The 103-year-old organization is thinking about ending its discriminatory policy which bars gays from becoming members
The Boy Scouts of America is thinking about ending its long-time, controversial ban of gays in favor of letting local chapters decide for themselves who to admit to the organization, a Boy Scouts spokesman said Monday.
The idea of a ban will apparently be debated next week at an annual meeting of the Boy Scouts of America executive board. No timeline was put on implementing the policy, however, and the meetings are closed to the public and media.
The willingness to overturn the ban came seemingly out of nowhere, as just last summer the Boy Scouts doubled down on their anti-gay policy.

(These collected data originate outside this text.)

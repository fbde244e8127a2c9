use std::time::Duration;

use crate::geometry::{distance, Point, Transform};

/// Scratch state of one touch sequence, from first contact to release.
///
/// Created on gesture start and dropped on release or termination.
#[derive(Clone, Debug, PartialEq)]
pub struct GestureSession {
    started_at: Duration,
    initial_touches: Vec<Point>,
    touch_count: usize,
    start: Transform,
    previous_tap: Option<Duration>,
}

impl GestureSession {
    /// `start` is the committed transform the gesture builds on; `previous_tap`
    /// is the release time of a tap still waiting for its double-tap window.
    pub fn new(
        touches: &[Point],
        start: Transform,
        now: Duration,
        previous_tap: Option<Duration>,
    ) -> Self {
        Self {
            started_at: now,
            initial_touches: touches.to_vec(),
            touch_count: touches.len(),
            start,
            previous_tap,
        }
    }

    /// Re-measure the pinch anchors, e.g. when a second finger joins.
    pub fn refresh_baseline(&mut self, touches: &[Point]) {
        self.initial_touches = touches.to_vec();
        self.touch_count = touches.len();
    }

    pub(crate) fn set_touch_count(&mut self, count: usize) {
        self.touch_count = count;
    }

    pub fn started_at(&self) -> Duration {
        self.started_at
    }

    pub fn initial_touches(&self) -> &[Point] {
        &self.initial_touches
    }

    pub fn initial_distance(&self) -> f32 {
        distance(&self.initial_touches)
    }

    pub fn touch_count(&self) -> usize {
        self.touch_count
    }

    pub fn start(&self) -> Transform {
        self.start
    }

    pub fn previous_tap(&self) -> Option<Duration> {
        self.previous_tap
    }
}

Leaders of the organization said in July that the ban was in the best interest of scouts, but a new statement released Monday indicated a willingness to let local units admit whomever they please.
“The Boy Scouts would not, under any circumstances, dictate a position to units, members, or parents,” said Deron Smith, a spokesman for the Boy Scouts of America, in a statement. “This would mean there would no longer be any national policy regarding sexual orientation, and the chartered organizations that oversee and deliver Scouting would accept membership and select leaders consistent with each organization’s mission, principles, or religious beliefs.”
Many involved in the organization are unsure of what effect the ban would have on membership; would it alienate the religious groups that sponsor the Scouts, or would it attract a whole new generation of youth to the organization?
Scout membership dropped 3.4 percent from 2011 to 2012, and is down almost 30 percent since 1998.
The Supreme Court ruled in a 5-4 decision in 2000 that the Boy Scouts’ ban on gays was legal, but that hasn’t stopped public pressure on the Scouts to change the policy. In the wake of that decision many public schools pulled out of their sponsorship of the Boy Scouts.
The Scouts have lost several major corporate sponsors recently; UPS Inc. and pharmaceutical giant Merck & Co. stopped sending donations to the Boy Scouts and promised to halt all donations as long as the anti-gay policy was in place.
The last few years, dissention has come from within. Two members of the Boy Scouts’ national executive board came out against the ban. AT&T Inc. CEO Randall Stephenson and Ersnt & Young CEO James Turley said they are attempting to change the policy.
Interestingly, most international Boy Scout units allow gay members. The Girl Scouts of America also have a no-discrimination membership policy.